Return the data in full, exactly as it was written.

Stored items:
********************

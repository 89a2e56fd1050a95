//! Compressed Sparse Column (CSC) source matrix

use std::fmt;

use tracing::trace;

use crate::error::{ConversionError, Result};
use crate::matrix::sort::{lanes_sorted, sort_data_lanes};
use crate::matrix::{DType, ElementData, SourceFormat};

/// Checks the structural invariants shared by CSC and CSR storage
pub(crate) fn validate_compressed(
    format: SourceFormat,
    n_major: usize,
    n_minor: usize,
    indptr: &[usize],
    indices: &[usize],
    data_len: usize,
) -> Result<()> {
    if indptr.len() != n_major + 1 {
        return Err(ConversionError::malformed(
            format,
            format!("indptr has length {} but expected {}", indptr.len(), n_major + 1),
        ));
    }
    if indptr[0] != 0 || indptr.windows(2).any(|w| w[0] > w[1]) {
        return Err(ConversionError::malformed(
            format,
            "indptr must start at 0 and be non-decreasing",
        ));
    }
    if indptr[n_major] != indices.len() {
        return Err(ConversionError::malformed(
            format,
            format!(
                "indptr ends at {} but there are {} indices",
                indptr[n_major],
                indices.len()
            ),
        ));
    }
    if indices.len() != data_len {
        return Err(ConversionError::malformed(
            format,
            "indices and data must have equal length",
        ));
    }
    if let Some(ix) = indices.iter().find(|&&ix| ix >= n_minor) {
        return Err(ConversionError::malformed(
            format,
            format!("index {ix} out of bounds (extent = {n_minor})"),
        ));
    }
    Ok(())
}

/// A sparse matrix in Compressed Sparse Column (CSC) format
///
/// - indptr: Array of size n_cols + 1 containing offsets into indices and data
/// - indices: Array of size nnz containing the row index of each stored value
/// - data: Array of size nnz containing the stored values
#[derive(Clone, PartialEq)]
pub struct CscMatrix {
    n_rows: usize,
    n_cols: usize,
    indptr: Vec<usize>,
    indices: Vec<usize>,
    data: ElementData,
    has_sorted_indices: bool,
}

impl CscMatrix {
    /// Creates a new CSC matrix, validating the arrays against each other
    ///
    /// # Arguments
    ///
    /// * `n_rows` - Number of rows
    /// * `n_cols` - Number of columns
    /// * `indptr` - Column pointers
    /// * `indices` - Row indices, in any order within a column
    /// * `data` - Stored values of any supported element type
    ///
    /// # Errors
    ///
    /// Returns `MalformedMatrix` if the arrays are inconsistent:
    /// - indptr.len() must be n_cols + 1, start at 0 and never decrease
    /// - indptr[n_cols] must equal indices.len() and data.len()
    /// - every row index must be below n_rows
    pub fn new(
        n_rows: usize,
        n_cols: usize,
        indptr: Vec<usize>,
        indices: Vec<usize>,
        data: impl Into<ElementData>,
    ) -> Result<Self> {
        let data = data.into();
        validate_compressed(SourceFormat::Csc, n_cols, n_rows, &indptr, &indices, data.len())?;
        let has_sorted_indices = lanes_sorted(&indptr, &indices);

        Ok(Self {
            n_rows,
            n_cols,
            indptr,
            indices,
            data,
            has_sorted_indices,
        })
    }

    pub fn shape(&self) -> (usize, usize) {
        (self.n_rows, self.n_cols)
    }

    /// Returns the number of stored elements
    pub fn nnz(&self) -> usize {
        self.data.len()
    }

    pub fn dtype(&self) -> DType {
        self.data.dtype()
    }

    pub fn indptr(&self) -> &[usize] {
        &self.indptr
    }

    pub fn indices(&self) -> &[usize] {
        &self.indices
    }

    pub fn data(&self) -> &ElementData {
        &self.data
    }

    pub fn has_sorted_indices(&self) -> bool {
        self.has_sorted_indices
    }

    /// Sorts row indices within each column, permuting data to match
    pub fn sort_indices(&mut self, parallel: bool) {
        if self.has_sorted_indices {
            trace!(nnz = self.nnz(), "csc indices already sorted");
            return;
        }
        trace!(nnz = self.nnz(), parallel, "sorting csc indices");
        sort_data_lanes(&self.indptr, &mut self.indices, &mut self.data, parallel);
        self.has_sorted_indices = true;
    }
}

impl fmt::Debug for CscMatrix {
    fn fmt(&self, f: &mut fmt::Formatter<'_>) -> fmt::Result {
        writeln!(f, "CscMatrix {{")?;
        writeln!(f, "  dimensions: {} × {}", self.n_rows, self.n_cols)?;
        writeln!(f, "  dtype: {}", self.dtype())?;
        writeln!(f, "  nnz: {}", self.nnz())?;
        writeln!(f, "  sorted: {}", self.has_sorted_indices)?;
        write!(f, "}}")
    }
}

********************

Problem solution:
repository 89a2e56fd1050a95
//! Compressed Sparse Column (CSC) source matrix

use std::fmt;

use tracing::trace;

use crate::error::{ConversionError, Result};
use crate::matrix::sort::{lanes_sorted, sort_data_lanes};
use crate::matrix::{DType, ElementData, SourceFormat};

/// Checks the structural invariants shared by CSC and CSR storage
pub(crate) fn validate_compressed(
    format: SourceFormat,
    n_major: usize,
    n_minor: usize,
    indptr: &[usize],
    indices: &[usize],
    data_len: usize,
) -> Result<()> {
    if indptr.len() != n_major + 1 {
        return Err(ConversionError::malformed(
            format,
            format!("indptr has length {} but expected {}", indptr.len(), n_major + 1),
        ));
    }
    if indptr[0] != 0 || indptr.windows(2).any(|w| w[0] > w[1]) {
        return Err(ConversionError::malformed(
            format,
            "indptr must start at 0 and be non-decreasing",
        ));
    }
    if indptr[n_major] != indices.len() {
        return Err(ConversionError::malformed(
            format,
            format!(
                "indptr ends at {} but there are {} indices",
                indptr[n_major],
                indices.len()
            ),
        ));
    }
    if indices.len() != data_len {
        return Err(ConversionError::malformed(
            format,
            "indices and data must have equal length",
        ));
    }
    if let Some(ix) = indices.iter().find(|&&ix| ix >= n_minor) {
        return Err(ConversionError::malformed(
            format,
            format!("index {ix} out of bounds (extent = {n_minor})"),
        ));
    }
    Ok(())
}

/// A sparse matrix in Compressed Sparse Column (CSC) format
///
/// - indptr: Array of size n_cols + 1 containing offsets into indices and data
/// - indices: Array of size nnz containing the row index of each stored value
/// - data: Array of size nnz containing the stored values
#[derive(Clone, PartialEq)]
pub struct CscMatrix {
    n_rows: usize,
    n_cols: usize,
    indptr: Vec<usize>,
    indices: Vec<usize>,
    data: ElementData,
    has_sorted_indices: bool,
}

impl CscMatrix {
    /// Creates a new CSC matrix, validating the arrays against each other
    ///
    /// # Arguments
    ///
    /// * `n_rows` - Number of rows
    /// * `n_cols` - Number of columns
    /// * `indptr` - Column pointers
    /// * `indices` - Row indices, in any order within a column
    /// * `data` - Stored values of any supported element type
    ///
    /// # Errors
    ///
    /// Returns `MalformedMatrix` if the arrays are inconsistent:
    /// - indptr.len() must be n_cols + 1, start at 0 and never decrease
    /// - indptr[n_cols] must equal indices.len() and data.len()
    /// - every row index must be below n_rows
    pub fn new(
        n_rows: usize,
        n_cols: usize,
        indptr: Vec<usize>,
        indices: Vec<usize>,
        data: impl Into<ElementData>,
    ) -> Result<Self> {
        let data = data.into();
        validate_compressed(SourceFormat::Csc, n_cols, n_rows, &indptr, &indices, data.len())?;
        let has_sorted_indices = lanes_sorted(&indptr, &indices);

        Ok(Self {
            n_rows,
            n_cols,
            indptr,
            indices,
            data,
            has_sorted_indices,
        })
    }

    pub fn shape(&self) -> (usize, usize) {
        (self.n_rows, self.n_cols)
    }

    /// Returns the number of stored elements
    pub fn nnz(&self) -> usize {
        self.data.len()
    }

    pub fn dtype(&self) -> DType {
        self.data.dtype()
    }

    pub fn indptr(&self) -> &[usize] {
        &self.indptr
    }

    pub fn indices(&self) -> &[usize] {
        &self.indices
    }

    pub fn data(&self) -> &ElementData {
        &self.data
    }

    pub fn has_sorted_indices(&self) -> bool {
        self.has_sorted_indices
    }

    /// Sorts row indices within each column, permuting data to match
    pub fn sort_indices(&mut self, parallel: bool) {
        if self.has_sorted_indices {
            trace!(nnz = self.nnz(), "csc indices already sorted");
            return;
        }
        trace!(nnz = self.nnz(), parallel, "sorting csc indices");
        sort_data_lanes(&self.indptr, &mut self.indices, &mut self.data, parallel);
        self.has_sorted_indices = true;
    }
}

impl fmt::Debug for CscMatrix {
    fn fmt(&self, f: &mut fmt::Formatter<'_>) -> fmt::Result {
        writeln!(f, "CscMatrix {{")?;
        writeln!(f, "  dimensions: {} × {}", self.n_rows, self.n_cols)?;
        writeln!(f, "  dtype: {}", self.dtype())?;
        writeln!(f, "  nnz: {}", self.nnz())?;
        writeln!(f, "  sorted: {}", self.has_sorted_indices)?;
        write!(f, "}}")
    }
}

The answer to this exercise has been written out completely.